*Problem*. A single number is expected: the count of lines in the entries below that contain "often".

══ Entries provided ══

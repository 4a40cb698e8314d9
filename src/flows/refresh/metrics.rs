// std
use std::sync::atomic::{AtomicU64, Ordering};

/// Thread-safe counters for coordinated refreshes.
#[derive(Debug, Default)]
pub struct RefreshMetrics {
	attempts: AtomicU64,
	provider_refreshes: AtomicU64,
	cache_reuses: AtomicU64,
	failures: AtomicU64,
}
impl RefreshMetrics {
	/// Returns the number of calls that left the fast path.
	pub fn attempts(&self) -> u64 {
		self.attempts.load(Ordering::Relaxed)
	}

	/// Returns how often this process invoked a refresh function successfully.
	pub fn provider_refreshes(&self) -> u64 {
		self.provider_refreshes.load(Ordering::Relaxed)
	}

	/// Returns how often a record refreshed by someone else was reused from the cache.
	pub fn cache_reuses(&self) -> u64 {
		self.cache_reuses.load(Ordering::Relaxed)
	}

	/// Returns the number of failed calls.
	pub fn failures(&self) -> u64 {
		self.failures.load(Ordering::Relaxed)
	}

	pub(crate) fn record_attempt(&self) {
		self.attempts.fetch_add(1, Ordering::Relaxed);
	}

	pub(crate) fn record_provider_refresh(&self) {
		self.provider_refreshes.fetch_add(1, Ordering::Relaxed);
	}

	pub(crate) fn record_cache_reuse(&self) {
		self.cache_reuses.fetch_add(1, Ordering::Relaxed);
	}

	pub(crate) fn record_failure(&self) {
		self.failures.fetch_add(1, Ordering::Relaxed);
	}
}
//! One-file-per-credential [`TokenCache`] shared by every process using the same directory.

// std
use std::{
	fs::{self, OpenOptions},
	io::{ErrorKind, Write},
	path::PathBuf,
};
// self
use crate::{
	_prelude::*,
	auth::{CredentialKey, TokenRecord},
	lock,
	store::{self, CacheError, CacheFuture, TokenCache},
};

/// Stores each record as `<dir>/<key>.json` with owner-only permissions.
///
/// Writes go to a sibling temp file which is fsynced and renamed over the target, so readers in
/// other processes observe either the previous record or the new one.
#[derive(Clone, Debug)]
pub struct FileTokenCache {
	dir: PathBuf,
	nonce: String,
}
impl FileTokenCache {
	/// Creates a cache rooted at `dir`. The directory is created on first write.
	pub fn new(dir: impl Into<PathBuf>) -> Self {
		Self { dir: dir.into(), nonce: lock::random_owner() }
	}

	/// Path of the cache entry for `key`.
	pub fn path_for(&self, key: &CredentialKey) -> PathBuf {
		self.dir.join(format!("{key}.json"))
	}

	fn tmp_path_for(&self, key: &CredentialKey) -> PathBuf {
		self.dir.join(format!("{key}.{}.{}.tmp", std::process::id(), self.nonce))
	}

	fn load(&self, key: &CredentialKey) -> Option<TokenRecord> {
		let path = self.path_for(key);
		let bytes = match fs::read(&path) {
			Ok(bytes) => bytes,
			Err(e) if e.kind() == ErrorKind::NotFound => return None,
			Err(e) => {
				tracing::warn!(path = %path.display(), error = %e, "Failed to read cached token.");

				return None;
			},
		};
		let mut deserializer = serde_json::Deserializer::from_slice(&bytes);
		let record: TokenRecord = match serde_path_to_error::deserialize(&mut deserializer) {
			Ok(record) => record,
			Err(e) => {
				tracing::warn!(
					path = %path.display(),
					field = %e.path(),
					error = %e.inner(),
					"Ignoring malformed cached token."
				);

				return None;
			},
		};

		if &record.key() != key {
			tracing::warn!(path = %path.display(), "Ignoring cached token stored under a foreign key.");

			return None;
		}

		Some(record)
	}

	fn persist(&self, record: &TokenRecord) -> Result<(), CacheError> {
		store::ensure_private_dir(&self.dir).map_err(|e| CacheError::Backend {
			message: format!("Failed to create cache directory {}: {e}", self.dir.display()),
		})?;

		let key = record.key();
		let path = self.path_for(&key);
		let tmp_path = self.tmp_path_for(&key);
		let serialized = serde_json::to_vec_pretty(record).map_err(|e| {
			CacheError::Serialization { message: format!("Failed to serialize token record: {e}") }
		})?;

		{
			let mut options = OpenOptions::new();

			options.write(true).create(true).truncate(true);

			#[cfg(unix)]
			{
				use std::os::unix::fs::OpenOptionsExt;

				options.mode(0o600);
			}

			let mut file = options.open(&tmp_path).map_err(|e| CacheError::Backend {
				message: format!("Failed to create {}: {e}", tmp_path.display()),
			})?;

			file.write_all(&serialized).map_err(|e| CacheError::Backend {
				message: format!("Failed to write {}: {e}", tmp_path.display()),
			})?;
			file.sync_all().map_err(|e| CacheError::Backend {
				message: format!("Failed to sync {}: {e}", tmp_path.display()),
			})?;
		}

		fs::rename(&tmp_path, &path).map_err(|e| {
			let _ = fs::remove_file(&tmp_path);

			CacheError::Backend { message: format!("Failed to replace {}: {e}", path.display()) }
		})
	}

	fn delete(&self, key: &CredentialKey) -> Result<(), CacheError> {
		let path = self.path_for(key);

		match fs::remove_file(&path) {
			Ok(()) => Ok(()),
			Err(e) if e.kind() == ErrorKind::NotFound => Ok(()),
			Err(e) => Err(CacheError::Backend {
				message: format!("Failed to remove {}: {e}", path.display()),
			}),
		}
	}
}
impl TokenCache for FileTokenCache {
	fn get<'a>(&'a self, key: &'a CredentialKey) -> CacheFuture<'a, Option<TokenRecord>> {
		Box::pin(async move { self.load(key) })
	}

	fn put(&self, record: TokenRecord) -> CacheFuture<'_, Result<(), CacheError>> {
		Box::pin(async move { self.persist(&record) })
	}

	fn remove<'a>(&'a self, key: &'a CredentialKey) -> CacheFuture<'a, Result<(), CacheError>> {
		Box::pin(async move { self.delete(key) })
	}
}
//! Redacting wrapper for access and refresh token material.

// self
use crate::_prelude::*;

/// Token string that never prints its value through `Debug` or `Display`.
///
/// Serialization is transparent so cached records keep the plain `"access": "..."` shape.
#[derive(Clone, PartialEq, Eq, Serialize, Deserialize)]
#[serde(transparent)]
pub struct TokenSecret(String);
impl TokenSecret {
	/// Wraps a new secret string.
	pub fn new(value: impl Into<String>) -> Self {
		Self(value.into())
	}

	/// Returns the inner token value. Callers must avoid logging this string.
	pub fn expose(&self) -> &str {
		&self.0
	}

	/// Returns `true` when the secret is empty or only whitespace.
	pub fn is_blank(&self) -> bool {
		self.0.trim().is_empty()
	}
}
impl AsRef<str> for TokenSecret {
	fn as_ref(&self) -> &str {
		self.expose()
	}
}
impl Debug for TokenSecret {
	fn fmt(&self, f: &mut Formatter) -> FmtResult {
		f.debug_tuple("TokenSecret").field(&"<redacted>").finish()
	}
}
impl Display for TokenSecret {
	fn fmt(&self, f: &mut Formatter) -> FmtResult {
		f.write_str("<redacted>")
	}
}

═══

*Response below*. 2